La force du trait, le rythme, l’alternance des lignes multiformes, la densité des textures… Tout un travail de créativité, de fantaisie conçu sur le principe d’une trame et réclamant discipline et concentration.

Au spectacle de ses œuvres d’encre, on pense aussi au « noir-lumière » de l’artiste Pierre SoulageS, ses peintures noires d’où surgit mystérieusement la lumière.
« J’ai un autre maître, l’Espagnol Eduardo Chillida complète la Huninguoise Denise Lach qui précise : tout cela n’est pas un hobby mais bien mon travail. »

« Dès la première heure j’ai su que là était ma voie »
Fille de Charles Geng (qui était pâtissier de la rue Abbatucci) et d’une mère suisse (d’où des études en Helvétie), notre artiste doit aux hasards ou opportunités de la vie, une formation dans le dessin industriel à Zoug suivie d’un travail dans des bureaux d’ingénieur à Zurich et Bâle et puis…

Et puis une affiche écrite à la main à Bâle proposant un stage… Une rencontre vécue comme un coup de foudre pour l’écriture.

« Dès la première heure j’ai su que là était ma véritable voie ; la révélation à ce moment-là d’un tel potentiel en attente. Et la soif d’apprendre… J’ai suivi des cours, j’ai pioché partout, rencontré des paléographes, des enlumineurs qui ont permis mon évolution ; je suis diplômée en estampe, lithographie, eau-forte, sérigraphie, la seule technique d’impression à l’endroit…»

Denise Lach qui donne des cours de conception scripturale et de sérigraphie se sent concernée par tout ce qui touche l’écrit. « Mais ma spécialité, c’est l’écriture manuscrite. Je joue avec le tissage, avec les lettres dans un jeu de dentelles, cherche l’équilibre, le jeu de contrastes entre masse et légèreté ; c’est mon travail, ça ; mais aussi je recherche comment tout cela réagit avec d’autres supports, d’autres outils. »

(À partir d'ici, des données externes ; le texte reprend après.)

//! Event handling performance instrumentation.
//!
//! Every platform event runs to completion inside `Editor::dispatch`; this
//! module times those runs and the hot paths inside them.
//!
//! ## Features
//!
//! - **Per-event timing**: each dispatched event kind gets rolling statistics
//! - **Scoped timers**: RAII-style timing for code blocks
//! - **Conditional compilation**: the scope macros vanish without the `profiling` feature
//!
//! ## Usage
//!
//! ```ignore
//! use inkboard::perf::{profile_scope, profile_function};
//!
//! fn hit_test_all() {
//!     profile_function!();
//!     {
//!         profile_scope!("rebuild_index");
//!         // ...
//!     }
//! }
//! ```

use crate::constants::EVENT_BUDGET_MS;
use std::collections::{HashMap, VecDeque};
use std::time::Instant;
use tracing::warn;
#[cfg(feature = "profiling")]
use tracing::trace;

/// Number of samples kept per event kind
const STATS_SAMPLE_COUNT: usize = 100;

// ============================================================================
// Profiling Macros (zero-cost when disabled)
// ============================================================================

/// Profile a scope with the given name. Zero-cost when profiling is disabled.
#[macro_export]
macro_rules! profile_scope {
    ($name:expr) => {
        #[cfg(feature = "profiling")]
        let _timer = $crate::perf::ScopedTimer::new($name, 1.0);
        #[cfg(not(feature = "profiling"))]
        let _ = $name;
    };
    ($name:expr, $threshold_ms:expr) => {
        #[cfg(feature = "profiling")]
        let _timer = $crate::perf::ScopedTimer::new($name, $threshold_ms);
        #[cfg(not(feature = "profiling"))]
        let _ = ($name, $threshold_ms);
    };
}

/// Profile the current function. Zero-cost when profiling is disabled.
#[macro_export]
macro_rules! profile_function {
    () => {
        $crate::profile_scope!($crate::function_name!());
    };
}

/// Path of the enclosing function.
#[macro_export]
macro_rules! function_name {
    () => {{
        fn f() {}
        fn type_name_of<T>(_: T) -> &'static str {
            std::any::type_name::<T>()
        }
        let name = type_name_of(f);
        // Strip the trailing "::f"
        &name[..name.len() - 3]
    }};
}

pub use profile_function;
pub use profile_scope;

// ============================================================================
// Statistics
// ============================================================================

/// Rolling statistics for one event kind.
///
/// `count`, `max_ms` and `over_budget` cover the whole session; `average`
/// and `p95` cover the last `STATS_SAMPLE_COUNT` samples only.
#[derive(Debug, Clone, Default)]
pub struct OperationStats {
    window: VecDeque<f64>,
    count: u64,
    max_ms: f64,
    over_budget: u64,
}

impl OperationStats {
    pub fn record(&mut self, ms: f64) {
        if self.window.len() == STATS_SAMPLE_COUNT {
            self.window.pop_front();
        }
        self.window.push_back(ms);
        self.count += 1;
        self.max_ms = self.max_ms.max(ms);
        self.over_budget += u64::from(ms > EVENT_BUDGET_MS);
    }

    pub fn average(&self) -> f64 {
        let n = self.window.len();
        if n == 0 {
            return 0.0;
        }
        self.window.iter().sum::<f64>() / n as f64
    }

    pub fn p95(&self) -> f64 {
        let mut window: Vec<f64> = self.window.iter().copied().collect();
        if window.is_empty() {
            return 0.0;
        }
        let rank = (window.len() * 95 / 100).min(window.len() - 1);
        let (_, value, _) = window.select_nth_unstable_by(rank, f64::total_cmp);
        *value
    }

    pub fn count(&self) -> u64 {
        self.count
    }

    pub fn max_ms(&self) -> f64 {
        self.max_ms
    }

    /// Samples slower than the frame budget.
    pub fn over_budget(&self) -> u64 {
        self.over_budget
    }
}

// ============================================================================
// Event Monitor
// ============================================================================

/// Per-event handling time, keyed by event kind.
#[derive(Debug, Default)]
pub struct PerfMonitor {
    stats: HashMap<&'static str, OperationStats>,
    current: Option<(&'static str, Instant)>,
}

impl PerfMonitor {
    pub fn new() -> Self {
        Self::default()
    }

    pub fn begin_event(&mut self, kind: &'static str) {
        self.current = Some((kind, Instant::now()));
    }

    /// Close the open event and return its duration in milliseconds.
    pub fn end_event(&mut self) -> Option<f64> {
        let (kind, start) = self.current.take()?;
        let ms = start.elapsed().as_secs_f64() * 1000.0;
        self.stats.entry(kind).or_default().record(ms);
        if ms > EVENT_BUDGET_MS {
            warn!(
                event = kind,
                elapsed_ms = format!("{:.2}", ms),
                budget_ms = format!("{:.2}", EVENT_BUDGET_MS),
                "Slow event handling"
            );
        }
        Some(ms)
    }

    pub fn stats(&self, kind: &str) -> Option<&OperationStats> {
        self.stats.get(kind)
    }

    pub fn all_stats(&self) -> &HashMap<&'static str, OperationStats> {
        &self.stats
    }

    pub fn reset(&mut self) {
        self.stats.clear();
        self.current = None;
    }
}

// ============================================================================
// Scoped Timer
// ============================================================================

/// Logs the duration of a scope on drop when it exceeds `threshold_ms`.
pub struct ScopedTimer {
    name: &'static str,
    start: Instant,
    threshold_ms: f64,
}

impl ScopedTimer {
    pub fn new(name: &'static str, threshold_ms: f64) -> Self {
        Self {
            name,
            start: Instant::now(),
            threshold_ms,
        }
    }

    pub fn elapsed_ms(&self) -> f64 {
        self.start.elapsed().as_secs_f64() * 1000.0
    }
}

impl Drop for ScopedTimer {
    fn drop(&mut self) {
        let elapsed_ms = self.elapsed_ms();
        if elapsed_ms <= self.threshold_ms {
            return;
        }
        #[cfg(feature = "profiling")]
        trace!(operation = self.name, elapsed_ms = format!("{:.2}", elapsed_ms), "[PERF]");
        #[cfg(not(feature = "profiling"))]
        warn!(
            operation = self.name,
            elapsed_ms = format!("{:.2}", elapsed_ms),
            threshold_ms = format!("{:.2}", self.threshold_ms),
            "Slow operation"
        );
    }
}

Les plumes métalliques, les calames et bambous, les pinceaux, plumes d’oie, le tire-ligne, cola-pen, cure-dents, les brosses et pipettes… Tout est bon pour explorer, satisfaire sa curiosité.
« Je pars d’un texte, habité par une vérité qui m’est propre. Mais je peux aussi m’en libérer dans ma recherche de l’esthétique. »

Reste une question : peut-on vivre de son art ?

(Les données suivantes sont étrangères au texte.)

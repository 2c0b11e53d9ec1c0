//! Resizing of single elements, multi-selections and two-point lines.
//!
//! Every function takes the element as it was at pointer-down and returns
//! the body it should have now, so repeated moves never accumulate error.

use super::handles::TransformHandleType;
use super::sizing::perfect_element_size;
use crate::element::{common_bounds, element_abs_coords, Element, ElementData, ElementId};
use crate::geometry::{Bounds, Point};
use crate::types::{ArrowDirection, ElementType};

/// Offset between the pointer and the grabbed edge or corner at pointer-down.
///
/// Subtracting it from later pointer positions keeps the edge from jumping
/// to the pointer.
pub fn resize_offset(handle: TransformHandleType, selected: &[&Element], origin: Point) -> Point {
    let (bounds, angle) = match selected {
        [single] => (element_abs_coords(single), single.angle),
        many => match common_bounds(many.iter().copied()) {
            Some(b) => (b, 0.0),
            None => return Point::ZERO,
        },
    };
    let center = bounds.center();
    let p = origin.rotate_around(center, -angle);
    let Bounds { min_x: x1, min_y: y1, max_x: x2, max_y: y2 } = bounds;
    let local = match handle {
        TransformHandleType::N => Point::new(p.x - center.x, p.y - y1),
        TransformHandleType::S => Point::new(p.x - center.x, p.y - y2),
        TransformHandleType::W => Point::new(p.x - x1, p.y - center.y),
        TransformHandleType::E => Point::new(p.x - x2, p.y - center.y),
        TransformHandleType::NW => Point::new(p.x - x1, p.y - y1),
        TransformHandleType::NE => Point::new(p.x - x2, p.y - y1),
        TransformHandleType::SW => Point::new(p.x - x1, p.y - y2),
        TransformHandleType::SE => Point::new(p.x - x2, p.y - y2),
        TransformHandleType::Rotation => return Point::ZERO,
    };
    local.rotate_around(Point::ZERO, angle)
}

fn ratio(delta: f32, extent: f32) -> f32 {
    if extent.abs() <= f32::EPSILON { 1.0 } else { delta / extent }
}

/// Resize one element by dragging `handle` to `pointer`.
///
/// The opposite edge or corner stays fixed in the rotated frame, or the
/// center when `centered`. `keep_aspect` scales both sides by the larger
/// ratio. Text always keeps its aspect and scales its font. Returns `None`
/// when the result would have zero size.
pub fn resize_single_element(
    original: &Element,
    handle: TransformHandleType,
    pointer: Point,
    keep_aspect: bool,
    centered: bool,
) -> Option<ElementData> {
    if handle == TransformHandleType::Rotation {
        return None;
    }
    let abs = element_abs_coords(original);
    let Bounds { min_x: x1, min_y: y1, max_x: x2, max_y: y2 } = abs;
    let (w0, h0) = (abs.width(), abs.height());
    let center = abs.center();
    let angle = original.angle;
    let p = pointer.rotate_around(center, -angle);
    let keep_aspect = keep_aspect || original.is_text();

    let factor = if centered { 2.0 } else { 1.0 };
    let mut sx = if handle.touches_east() {
        ratio(if centered { p.x - center.x } else { p.x - x1 } * factor, w0)
    } else if handle.touches_west() {
        ratio(if centered { center.x - p.x } else { x2 - p.x } * factor, w0)
    } else {
        1.0
    };
    let mut sy = if handle.touches_south() {
        ratio(if centered { p.y - center.y } else { p.y - y1 } * factor, h0)
    } else if handle.touches_north() {
        ratio(if centered { center.y - p.y } else { y2 - p.y } * factor, h0)
    } else {
        1.0
    };

    if keep_aspect {
        if handle.is_corner() {
            let s = sx.abs().max(sy.abs());
            sx = s.copysign(sx);
            sy = s.copysign(sy);
        } else if handle.touches_east() || handle.touches_west() {
            sy = sx.abs();
        } else {
            sx = sy.abs();
        }
    }
    if original.is_text() {
        sx = sx.abs();
        sy = sy.abs();
    }

    let (new_w, new_h) = (w0 * sx, h0 * sy);
    let degenerate = if original.is_linear() {
        new_w.abs() <= f32::EPSILON && new_h.abs() <= f32::EPSILON
    } else {
        new_w.abs() <= f32::EPSILON || new_h.abs() <= f32::EPSILON
    };
    if degenerate || !new_w.is_finite() || !new_h.is_finite() {
        return None;
    }

    let anchor = if centered {
        center
    } else {
        Point::new(
            if handle.touches_west() { x2 } else if handle.touches_east() { x1 } else { center.x },
            if handle.touches_north() { y2 } else if handle.touches_south() { y1 } else { center.y },
        )
    };
    let scale = |q: Point| Point::new(anchor.x + (q.x - anchor.x) * sx, anchor.y + (q.y - anchor.y) * sy);
    let new_box = Bounds::new(scale(abs.min()).x, scale(abs.min()).y, scale(Point::new(x2, y2)).x, scale(Point::new(x2, y2)).y);
    let local_center = new_box.center();
    let global_center = local_center.rotate_around(center, angle);

    let mut data = original.data().clone();
    if let Some(linear) = data.linear_mut() {
        let origin = Point::new(original.x, original.y);
        let moved: Vec<Point> = linear
            .points
            .iter()
            .map(|pt| scale(origin + *pt) - local_center + global_center)
            .collect();
        let first = moved.first().copied().unwrap_or(global_center);
        linear.points = moved.iter().map(|pt| *pt - first).collect();
        if let Some(c) = linear.last_committed_point.as_mut() {
            *c = scale(origin + *c) - local_center + global_center - first;
        }
        data.x = first.x;
        data.y = first.y;
        data.width = new_box.width();
        data.height = new_box.height();
        return Some(data);
    }

    data.width = new_box.width();
    data.height = new_box.height();
    data.x = global_center.x - data.width / 2.0;
    data.y = global_center.y - data.height / 2.0;
    if let Some(text) = data.text_mut() {
        text.font_size *= sy;
        text.baseline *= sy;
    }
    Some(data)
}

fn scale_about(data: &mut ElementData, anchor: Point, s: f32) {
    let abs = element_abs_coords(data);
    let center = abs.center();
    let new_center = anchor + (center - anchor) * s;
    if let Some(linear) = data.linear_mut() {
        for pt in linear.points.iter_mut() {
            *pt = *pt * s;
        }
        if let Some(c) = linear.last_committed_point.as_mut() {
            *c = *c * s;
        }
        let rel_center = (center - Point::new(data.x, data.y)) * s;
        data.x = new_center.x - rel_center.x;
        data.y = new_center.y - rel_center.y;
        data.width = abs.width() * s;
        data.height = abs.height() * s;
        return;
    }
    data.width = abs.width() * s;
    data.height = abs.height() * s;
    data.x = new_center.x - data.width / 2.0;
    data.y = new_center.y - data.height / 2.0;
    if let Some(text) = data.text_mut() {
        text.font_size *= s;
        text.baseline *= s;
    }
}

/// Uniformly scale a multi-selection by dragging a corner of its common box.
pub fn resize_multiple_elements(
    originals: &[&Element],
    handle: TransformHandleType,
    pointer: Point,
    centered: bool,
) -> Option<Vec<(ElementId, ElementData)>> {
    if !handle.is_corner() {
        return None;
    }
    let common = common_bounds(originals.iter().copied())?;
    let (w, h) = (common.width(), common.height());
    if w <= f32::EPSILON || h <= f32::EPSILON {
        return None;
    }
    let anchor = if centered {
        common.center()
    } else {
        Point::new(
            if handle.touches_west() { common.max_x } else { common.min_x },
            if handle.touches_north() { common.max_y } else { common.min_y },
        )
    };
    let dir = Point::new(
        if handle.touches_west() { -1.0 } else { 1.0 },
        if handle.touches_north() { -1.0 } else { 1.0 },
    );
    let (ew, eh) = if centered { (w / 2.0, h / 2.0) } else { (w, h) };
    let s = (dir.x * (pointer.x - anchor.x) / ew).max(dir.y * (pointer.y - anchor.y) / eh);
    if s <= f32::EPSILON || !s.is_finite() {
        return None;
    }
    Some(
        originals
            .iter()
            .map(|el| {
                let mut data = el.data().clone();
                scale_about(&mut data, anchor, s);
                (el.id().clone(), data)
            })
            .collect(),
    )
}

/// Which endpoint of a two-point line a corner handle moves.
pub fn resize_arrow_direction(handle: TransformHandleType, element: &Element) -> ArrowDirection {
    let Some(p) = element.linear().and_then(|l| l.points.get(1).copied()) else {
        return ArrowDirection::Origin;
    };
    let is_end = match handle {
        TransformHandleType::NW => p.x < 0.0 || p.y < 0.0,
        TransformHandleType::NE => p.x >= 0.0,
        TransformHandleType::SW => p.x <= 0.0,
        TransformHandleType::SE => p.x > 0.0 || p.y > 0.0,
        _ => false,
    };
    if is_end { ArrowDirection::End } else { ArrowDirection::Origin }
}

/// Move one endpoint of a two-point line to `pointer`; `snap` locks the
/// segment to 15° steps around the fixed endpoint.
///
/// The result is unrotated: a two-point line carries its direction in its points.
pub fn resize_two_point_linear(
    original: &Element,
    direction: ArrowDirection,
    pointer: Point,
    snap: bool,
) -> Option<ElementData> {
    let points = &original.linear()?.points;
    if points.len() != 2 {
        return None;
    }
    let start = crate::element::linear_point_global(original, 0)?;
    let end = crate::element::linear_point_global(original, 1)?;
    let fixed = match direction {
        ArrowDirection::End => start,
        ArrowDirection::Origin => end,
    };
    let mut delta = pointer - fixed;
    if snap {
        let (w, h) = perfect_element_size(ElementType::Line, delta.x, delta.y);
        delta = Point::new(w, h);
    }
    let moving = fixed + delta;
    let (from, to) = match direction {
        ArrowDirection::End => (fixed, moving),
        ArrowDirection::Origin => (moving, fixed),
    };
    let mut data = original.data().clone();
    data.x = from.x;
    data.y = from.y;
    data.angle = 0.0;
    data.width = (to.x - from.x).abs();
    data.height = (to.y - from.y).abs();
    if let Some(linear) = data.linear_mut() {
        linear.points = vec![Point::ZERO, to - from];
        linear.last_committed_point = None;
    }
    Some(data)
}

« Je ne sais pas. J’ai des amis qui galèrent. Alors, je ne sais pas. Si je ne devais vivre que de mes expos et de mes ouvrages ? Moi j’ai l’énorme privilège de ne pas en dépendre ».

Si Denise Lach enseigne à la Schule für Gestaltung (école des arts appliqués) à Bâle, elle est aussi une figure reconnue dans son domaine. On trouve ses ouvrages au British Museum de Londres, à la galerie Beyeler à Riehen, au centre Pompidou à Paris… Elle anime des stages et des séminaires (cette année à Bruges, Bordeaux, au Tessin, à Hambourg) pour un public pointu, comme ses plumes, composé d’associations de calligraphes, d’élèves des écoles d’art ou plus large, comme son gros peigne en bois, un public divers dont un auditoire, un jour, en prison ; elle tient des expositions, on l’annonce cette année notamment à Buhl et à Grignan, au pays de Madame de Sévigné, autre amoureuse d’autres lettres…

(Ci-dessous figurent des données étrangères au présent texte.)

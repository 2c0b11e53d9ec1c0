//! Transform handle layout and hit testing.
//!
//! Handles are squares laid out around the unrotated box and then rotated
//! with the element. Sizes are viewport pixels divided by zoom.
//!
//! ```text
//!               [R]
//!   [NW]  ---  [N]  ---  [NE]
//!    |                    |
//!   [W]                  [E]
//!    |                    |
//!   [SW]  ---  [S]  ---  [SE]
//! ```

use crate::constants::{ROTATION_HANDLE_GAP, TRANSFORM_HANDLE_MARGIN, TRANSFORM_HANDLE_SIZE};
use crate::element::{element_abs_coords, Element};
use crate::geometry::{Bounds, Point};

#[derive(Debug, Clone, Copy, PartialEq, Eq, Hash)]
pub enum TransformHandleType {
    N,
    S,
    E,
    W,
    NE,
    NW,
    SE,
    SW,
    Rotation,
}

impl TransformHandleType {
    pub const CORNERS: [TransformHandleType; 4] = [Self::NW, Self::NE, Self::SW, Self::SE];
    pub const SIDES: [TransformHandleType; 4] = [Self::N, Self::S, Self::E, Self::W];

    pub fn is_corner(self) -> bool {
        matches!(self, Self::NE | Self::NW | Self::SE | Self::SW)
    }

    pub fn is_side(self) -> bool {
        matches!(self, Self::N | Self::S | Self::E | Self::W)
    }

    pub fn touches_west(self) -> bool {
        matches!(self, Self::W | Self::NW | Self::SW)
    }

    pub fn touches_east(self) -> bool {
        matches!(self, Self::E | Self::NE | Self::SE)
    }

    pub fn touches_north(self) -> bool {
        matches!(self, Self::N | Self::NE | Self::NW)
    }

    pub fn touches_south(self) -> bool {
        matches!(self, Self::S | Self::SE | Self::SW)
    }
}

/// A handle square in the unrotated frame of its box.
#[derive(Debug, Clone, Copy, PartialEq)]
pub struct TransformHandle {
    pub handle_type: TransformHandleType,
    pub bounds: Bounds,
}

/// Handles around `bounds` (unrotated), skipping `omit`.
pub fn transform_handles_for_bounds(
    bounds: Bounds,
    zoom: f32,
    omit: &[TransformHandleType],
) -> Vec<TransformHandle> {
    let zoom = zoom.max(f32::EPSILON);
    let size = TRANSFORM_HANDLE_SIZE / zoom;
    let margin = TRANSFORM_HANDLE_MARGIN / zoom;
    let Bounds { min_x: x1, min_y: y1, max_x: x2, max_y: y2 } = bounds;
    let (cx, cy) = ((x1 + x2) / 2.0, (y1 + y2) / 2.0);
    let square = |x: f32, y: f32| Bounds::new(x, y, x + size, y + size);

    // side handles crowd the corners on small boxes
    let min_side = 5.0 * size;
    let show_ns = bounds.width() > min_side;
    let show_ew = bounds.height() > min_side;

    let all = [
        (TransformHandleType::NW, square(x1 - margin - size, y1 - margin - size), true),
        (TransformHandleType::NE, square(x2 + margin, y1 - margin - size), true),
        (TransformHandleType::SW, square(x1 - margin - size, y2 + margin), true),
        (TransformHandleType::SE, square(x2 + margin, y2 + margin), true),
        (
            TransformHandleType::Rotation,
            square(cx - size / 2.0, y1 - margin - size - ROTATION_HANDLE_GAP / zoom),
            true,
        ),
        (TransformHandleType::N, square(cx - size / 2.0, y1 - margin - size), show_ns),
        (TransformHandleType::S, square(cx - size / 2.0, y2 + margin), show_ns),
        (TransformHandleType::W, square(x1 - margin - size, cy - size / 2.0), show_ew),
        (TransformHandleType::E, square(x2 + margin, cy - size / 2.0), show_ew),
    ];
    all.into_iter()
        .filter(|(t, _, visible)| *visible && !omit.contains(t))
        .map(|(handle_type, bounds, _)| TransformHandle { handle_type, bounds })
        .collect()
}

fn omitted_for(element: &Element) -> &'static [TransformHandleType] {
    const LINE: [TransformHandleType; 5] = [
        TransformHandleType::N,
        TransformHandleType::S,
        TransformHandleType::E,
        TransformHandleType::W,
        TransformHandleType::Rotation,
    ];
    match element.linear() {
        Some(l) if l.points.len() == 2 => &LINE,
        _ => &[],
    }
}

/// Handles for a single selected element.
pub fn transform_handles(element: &Element, zoom: f32) -> Vec<TransformHandle> {
    transform_handles_for_bounds(element_abs_coords(element), zoom, omitted_for(element))
}

fn hit(handles: &[TransformHandle], local: Point) -> Option<TransformHandleType> {
    handles
        .iter()
        .find(|h| h.bounds.contains(local))
        .map(|h| h.handle_type)
}

/// Handle of a single selected element under `point`, rotation aware.
pub fn get_transform_handle_at(element: &Element, point: Point, zoom: f32) -> Option<TransformHandleType> {
    let center = element_abs_coords(element).center();
    let local = point.rotate_around(center, -element.angle);
    hit(&transform_handles(element, zoom), local)
}

/// Handle of a multi-selection's common box under `point`: corners and rotation only.
pub fn get_transform_handle_from_coords(common: Bounds, point: Point, zoom: f32) -> Option<TransformHandleType> {
    hit(
        &transform_handles_for_bounds(common, zoom, &TransformHandleType::SIDES),
        point,
    )
}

« J’aurais aimé un travail de sensibilisation sur les possibilités de l’écriture »
Et sa ville, Huningue ? Perce alors comme un regret : « que l’on n’utilise pas le potentiel sur place. J’aurais aimé par exemple un travail de sensibilisation sur ce qui est possible au niveau de l’écrit. Mais à Huningue personne n’est au courant car cela n’intéresse personne » ajoute-t-elle un rien désabusée.

On la rassure : un Tomi Ungerer aura dû attendre d’être célébré aux États-Unis avant d’être reconnu chez lui, en Alsace, et d’avoir son musée à Strasbourg.

Denise Lach elle se dit déjà « heureuse de vivre dans le vivier artistique et culturel de Bâle ».